Поддерживать состояние подобной открытости в сторону радикальной непредсказуемости крайне сложно — даже такой рационалист, как Хабермас, не оказался на это способен. Его последний интерес к религии прерывается традиционным либеральным беспокойством по поводу гуманистического, духовного и т. д. содержания, скрытого в религиозной форме; его интересует сама форма религии: люди, действительно фундаментально верующие, готовые за это пожертвовать своей жизнью, представляют пример грубой энергии веры и сопутствующей безусловной обязательности, отсутствующей в анемично-скептической либеральной позиции — как будто вливание подобной безусловной преданности делу может оживить наши постполитические высохшие демократии. Хабермас реагирует в данном случае на ту же проблему, что и Шанталь Муфф в ее «агонистическом плюрализме»: как снова привнести страсть в политику? Однако не участвует ли он тем самым в своего рода идеологическом вампиризме, высасывающем энергию из наивных верующих, сам будучи неспособным расстаться со своей секулярно- либеральной позицией, потому и религиозная вера в целом остается очаровывающей и таинственной Инаковостью?

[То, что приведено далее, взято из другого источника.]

// This Source Code Form is subject to the terms of the Mozilla Public
// License, v. 2.0. If a copy of the MPL was not distributed with this
// file, You can obtain one at https://mozilla.org/MPL/2.0/.

//! # brep-lite engine
//!
//! Host-facing entry point of the kernel. A [`KernelBridge`] turns a sketch,
//! or a [`Part`] with an ordered feature list, into a solid and keeps the
//! most recent result for meshing and STL export.
//!
//! ```no_run
//! use std::collections::HashMap;
//! use brep_lite_engine::{Feature, KernelBridge, KernelConfig, Part};
//! use brep_lite_modeling::{Point2D, Sketch};
//!
//! let mut plate = Sketch::new("plate");
//! plate.add_rectangle(Point2D::new(0.0, 0.0), 40.0, 20.0);
//! let sketches = HashMap::from([(plate.name.clone(), plate)]);
//!
//! let mut part = Part::new("bracket");
//! part.add_feature(Feature::extrude("base", "plate", 5.0));
//! part.add_feature(Feature::hole("bore", 6.0, 5.0));
//!
//! let mut bridge = KernelBridge::new(KernelConfig::default());
//! bridge.build_part_from_part(&part, &sketches)?;
//! let mesh = bridge.last_solid_mesh()?;
//! # Ok::<(), brep_lite_engine::Error>(())
//! ```

pub mod bridge;
pub mod config;
pub mod error;
pub mod part;

pub use bridge::KernelBridge;
pub use config::{Axis, HoleDefaults, KernelConfig};
pub use error::{Error, Result};
pub use part::{Feature, FeatureType, Part};
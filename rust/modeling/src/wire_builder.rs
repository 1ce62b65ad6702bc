// This Source Code Form is subject to the terms of the Mozilla Public
// License, v. 2.0. If a copy of the MPL was not distributed with this
// file, You can obtain one at https://mozilla.org/MPL/2.0/.

//! Sketch → 2D wire conversion.
//!
//! Each geometry entity becomes zero or more [`Curve2D`]s:
//!
//! - `Line` → one line
//! - `Circle` → one full circle
//! - `Arc` → one arc, angles converted from degrees
//! - `Rectangle` → four lines counter-clockwise from the corner
//! - `Polygon`, `Spline` → a polyline from start to end point
//! - `Ellipse` → nothing, with a warning; its fields carry no axes
//! - `Point`, `Text` → nothing
//!
//! Entities too small to describe a curve are skipped with a warning.

use brep_lite_geometry::{Arc2D, Circle2D, Curve2D, Line2D, Point2, Spline2D, Tolerance, Wire2D};
use tracing::{debug, warn};

use crate::sketch::{GeometryEntity, GeometryType, Point2D, Sketch};

fn pt(p: &Point2D) -> Point2<f64> {
    Point2::new(p.x, p.y)
}

/// Curves for one sketch entity.
pub fn entity_curves(entity: &GeometryEntity, tolerance: &Tolerance) -> Vec<Curve2D> {
    let s = pt(&entity.start_point);
    let e = pt(&entity.end_point);
    let c = pt(&entity.center_point);
    let tiny = |len: f64| tolerance.is_zero_length(len);

    match entity.kind {
        GeometryType::Line => {
            if tiny((e - s).norm()) {
                warn!(id = %entity.id, "skipping zero-length line");
                return Vec::new();
            }
            vec![Curve2D::Line(Line2D::new(s, e))]
        }
        GeometryType::Circle => {
            if entity.radius <= tolerance.distance {
                warn!(id = %entity.id, radius = entity.radius, "skipping circle without radius");
                return Vec::new();
            }
            vec![Curve2D::Circle(Circle2D::new(c, entity.radius))]
        }
        GeometryType::Arc => {
            let sweep = entity.end_angle - entity.start_angle;
            if entity.radius <= tolerance.distance || tiny(sweep.abs()) {
                warn!(id = %entity.id, "skipping degenerate arc");
                return Vec::new();
            }
            vec![Curve2D::Arc(Arc2D::new(
                c,
                entity.radius,
                entity.start_angle.to_radians(),
                entity.end_angle.to_radians(),
            ))]
        }
        GeometryType::Rectangle => {
            if tiny(entity.width.abs()) || tiny(entity.height.abs()) {
                warn!(id = %entity.id, "skipping rectangle without area");
                return Vec::new();
            }
            let corners = [
                s,
                Point2::new(s.x + entity.width, s.y),
                Point2::new(s.x + entity.width, s.y + entity.height),
                Point2::new(s.x, s.y + entity.height),
            ];
            (0..4)
                .map(|i| Curve2D::Line(Line2D::new(corners[i], corners[(i + 1) % 4])))
                .collect()
        }
        GeometryType::Polygon | GeometryType::Spline => {
            if tiny((e - s).norm()) {
                warn!(id = %entity.id, kind = ?entity.kind, "skipping polyline with coincident ends");
                return Vec::new();
            }
            vec![Curve2D::Spline(Spline2D::new(vec![s, e]))]
        }
        GeometryType::Ellipse => {
            warn!(id = %entity.id, "skipping ellipse, only its end points are known");
            Vec::new()
        }
        GeometryType::Point | GeometryType::Text => Vec::new(),
    }
}

/// All curves of a sketch in entity order, as one wire.
pub fn build(sketch: &Sketch) -> Wire2D {
    build_with(sketch, &Tolerance::default())
}

pub fn build_with(sketch: &Sketch, tolerance: &Tolerance) -> Wire2D {
    let curves: Vec<Curve2D> = sketch
        .geometry
        .iter()
        .flat_map(|g| entity_curves(g, tolerance))
        .collect();
    debug!(sketch = %sketch.name, curves = curves.len(), "built sketch wire");
    Wire2D::from_curves(curves)
}

/// Splits a sketch into connected chains of curves.
///
/// Full circles are wires of their own. Other curves are chained end to
/// start, reversing a curve where that makes it connect; a chain stops
/// growing once it closes or nothing else connects.
pub fn build_wires(sketch: &Sketch) -> Vec<Wire2D> {
    build_wires_with(sketch, &Tolerance::default())
}

pub fn build_wires_with(sketch: &Sketch, tolerance: &Tolerance) -> Vec<Wire2D> {
    chain_curves(build_with(sketch, tolerance).into_curves(), tolerance)
}

/// Groups curves into connected chains.
pub fn chain_curves(curves: Vec<Curve2D>, tolerance: &Tolerance) -> Vec<Wire2D> {
    let meet = |a: &Point2<f64>, b: &Point2<f64>| tolerance.points_equal_2d(a, b);
    let mut wires = Vec::new();
    let mut pending: Vec<Curve2D> = Vec::with_capacity(curves.len());
    for curve in curves {
        if curve.is_periodic() {
            wires.push(Wire2D::from_curves(vec![curve]));
        } else {
            pending.push(curve);
        }
    }

    while !pending.is_empty() {
        let mut chain = vec![pending.remove(0)];
        loop {
            let (Some(head), Some(tail)) = (chain.first(), chain.last()) else {
                break;
            };
            let (start, end) = (head.start_point(), tail.end_point());
            if meet(&start, &end) {
                break;
            }

            if let Some(i) = pending
                .iter()
                .position(|c| meet(&c.start_point(), &end) || meet(&c.end_point(), &end))
            {
                let next = pending.remove(i);
                let next = if meet(&next.start_point(), &end) { next } else { next.reversed() };
                chain.push(next);
            } else if let Some(i) = pending
                .iter()
                .position(|c| meet(&c.end_point(), &start) || meet(&c.start_point(), &start))
            {
                let prev = pending.remove(i);
                let prev = if meet(&prev.end_point(), &start) { prev } else { prev.reversed() };
                chain.insert(0, prev);
            } else {
                break;
            }
        }
        wires.push(Wire2D::from_curves(chain));
    }
    wires
}
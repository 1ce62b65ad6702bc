// This Source Code Form is subject to the terms of the Mozilla Public
// License, v. 2.0. If a copy of the MPL was not distributed with this
// file, You can obtain one at https://mozilla.org/MPL/2.0/.

//! Weld grid for sewing polygon soups.
//!
//! Corners produced by CSG or read from STL rarely coincide bit for bit.
//! The grid buckets vertices by cell so that each new corner is compared
//! only against its 27 neighbouring cells when looking for a vertex to
//! merge into.

use brep_lite_geometry::Point3;
use rustc_hash::FxHashMap;

use crate::arena::TopologyArena;
use crate::keys::VertexKey;

type Cell = (i64, i64, i64);

/// Vertices bucketed on a uniform grid of cubic cells.
///
/// Queries are only exact for radii up to `cell_size`.
#[derive(Debug)]
pub struct SpatialIndex {
    cell_size: f64,
    cells: FxHashMap<Cell, Vec<(VertexKey, Point3<f64>)>>,
}

impl SpatialIndex {
    pub fn new(cell_size: f64) -> Self {
        Self {
            cell_size,
            cells: FxHashMap::default(),
        }
    }

    /// Indexes every vertex currently in `arena`.
    pub fn from_arena(arena: &TopologyArena, cell_size: f64) -> Self {
        let mut index = Self::new(cell_size);
        for (key, data) in arena.vertices.iter() {
            index.insert(key, data.point);
        }
        index
    }

    pub fn insert(&mut self, key: VertexKey, point: Point3<f64>) {
        let cell = self.cell(&point);
        self.cells.entry(cell).or_default().push((key, point));
    }

    pub fn len(&self) -> usize {
        self.cells.values().map(Vec::len).sum()
    }

    pub fn is_empty(&self) -> bool {
        self.cells.is_empty()
    }

    /// The closest indexed vertex within `radius` of `point`.
    ///
    /// Ties go to the smaller key, so welding is independent of
    /// hash order.
    pub fn nearest(&self, point: &Point3<f64>, radius: f64) -> Option<VertexKey> {
        let (cx, cy, cz) = self.cell(point);
        let mut best: Option<(f64, VertexKey)> = None;
        for dx in -1..=1 {
            for dy in -1..=1 {
                for dz in -1..=1 {
                    let Some(bucket) = self.cells.get(&(cx + dx, cy + dy, cz + dz)) else {
                        continue;
                    };
                    for &(key, p) in bucket {
                        let d = (p - point).norm_squared();
                        let closer = match best {
                            None => true,
                            Some((best_d, best_key)) => d < best_d || (d == best_d && key < best_key),
                        };
                        if d <= radius * radius && closer {
                            best = Some((d, key));
                        }
                    }
                }
            }
        }
        best.map(|(_, key)| key)
    }

    fn cell(&self, p: &Point3<f64>) -> Cell {
        (
            (p.x / self.cell_size).floor() as i64,
            (p.y / self.cell_size).floor() as i64,
            (p.z / self.cell_size).floor() as i64,
        )
    }
}

impl TopologyArena {
    /// Merges `point` into the nearest indexed vertex within `tolerance`, or
    /// adds it as a new vertex.
    pub fn find_or_add_vertex(&mut self, index: &mut SpatialIndex, point: Point3<f64>, tolerance: f64) -> VertexKey {
        if let Some(existing) = index.nearest(&point, tolerance) {
            return existing;
        }
        let key = self.add_vertex(point);
        index.insert(key, point);
        key
    }
}

#[cfg(test)]
mod tests {
    use super::*;

    #[test]
    fn nearest_within_radius() {
        let mut arena = TopologyArena::new();
        let a = arena.add_vertex(Point3::new(0.0, 0.0, 0.0));
        let b = arena.add_vertex(Point3::new(0.004, 0.0, 0.0));
        arena.add_vertex(Point3::new(10.0, 10.0, 10.0));
        let index = SpatialIndex::from_arena(&arena, 0.01);
        assert_eq!(index.len(), 3);

        assert_eq!(index.nearest(&Point3::new(0.001, 0.0, 0.0), 0.01), Some(a));
        assert_eq!(index.nearest(&Point3::new(0.003, 0.0, 0.0), 0.01), Some(b));
        assert_eq!(index.nearest(&Point3::new(1.0, 0.0, 0.0), 0.01), None);
    }

    #[test]
    fn neighbouring_cells_are_searched() {
        let mut arena = TopologyArena::new();
        let v = arena.add_vertex(Point3::new(0.0099, 0.0, -0.0001));
        let index = SpatialIndex::from_arena(&arena, 0.01);
        assert_eq!(index.nearest(&Point3::new(0.0101, 0.0, 0.0001), 0.001), Some(v));
    }

    #[test]
    fn welding_reuses_vertices() {
        let mut arena = TopologyArena::new();
        let mut index = SpatialIndex::new(0.01);
        assert!(index.is_empty());

        let v0 = arena.find_or_add_vertex(&mut index, Point3::origin(), 0.001);
        let v1 = arena.find_or_add_vertex(&mut index, Point3::new(0.0001, 0.0, 0.0), 0.001);
        let v2 = arena.find_or_add_vertex(&mut index, Point3::new(5.0, 5.0, 5.0), 0.001);

        assert_eq!(v0, v1);
        assert_ne!(v0, v2);
        assert_eq!(arena.vertex_count(), 2);
    }
}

Как уже показал Гегель в отношении диалектики Просвещения и веры в своей «Феноменологии духа» такая оппозиция формального Просвещения и фундаментально-субстанциональной веры фальшива, несостоятельна как идеологическая экзистенциальная позиция. Что следует сделать, так это полностью принять идентичность двух противостоящих моментов, что именно и может сделать апокалиптический «христианский материализм», объединяющий отказ от божественной Инаковости и безусловную преданность делу.
Как нам сочетать подобную радикальную открытость с апокалиптической уверенностью в том, что близится конец времен? Апокалипсис характеризуется особым течением времени, несомненно, противостоящим двум другим доминирующим типам — традиционному циклическому времени (времени, установленному и регулируемому космическими принципами, отражающими естественный природный порядок и рай — времени-форме, в которой микрокосм и макрокосм резонируют друг с другом в гармонии) и современному линейному времени постепенного прогресса или развития: апокалиптическое время — «время конца времен», время критическое, время «чрезвычайного положения», когда близится конец и мы к нему готовимся. Именно здесь следует помнить о диалектической инверсии случайности и необходимости, то есть — о ретроактивной природе необходимости грядущей катастрофы. В подобном стечении обстоятельств стандартная вероятностная логика более не применяется; нам потребуется другая логика временного характер, описанная Жан-Пьером Дюпюи: Катастрофическое событие вписано в будущее как судьба, бесспорно, но также — как случайность: его могло бы и не быть, даже если, в предшествующем будущем оно выглядит как необходимое. /./ если происходит необычное событие, катастрофа, например, то оно не могло не случиться; тем не менее, постольку, поскольку оно не произошло, оно не неизбежно. Таким образом, актуализация события — факт, что оно имеет место — ретроспективно создает его необходимость[217].
Дюпюи приводит пример президентских выборов во Франции в мае 1995 года; вот январский прогноз ведущего института общественного мнения: «Если 8 мая следующего года господин Балладюр будет избран, можно сказать, что избрание президента было решенным делом еще до того, как оно прошло». Если — случайно — событие происходит, оно создает предшествующее звено, благодаря которому все выглядит неизбежностью: в этом, а не в общих словах о том, как имеющаяся необходимость находит свое выражение в случайной игре видимости, состоит, по сути, гегелевская диалектика случайности и необходимости. В этом смысле, хотя мы определены судьбой, мы тем не менее свободны избирать свою собственную судьбу. Вот как, согласно Дюпюи, нам следует относится к экологическому кризису: не «реалистично» оценивать возможности катастрофы, но принять ее как Судьбу в точном гегелевском смысле: если катастрофа случится, можно будет сказать, как и в случае с избранием Балладюра, что это было заранее предрешено.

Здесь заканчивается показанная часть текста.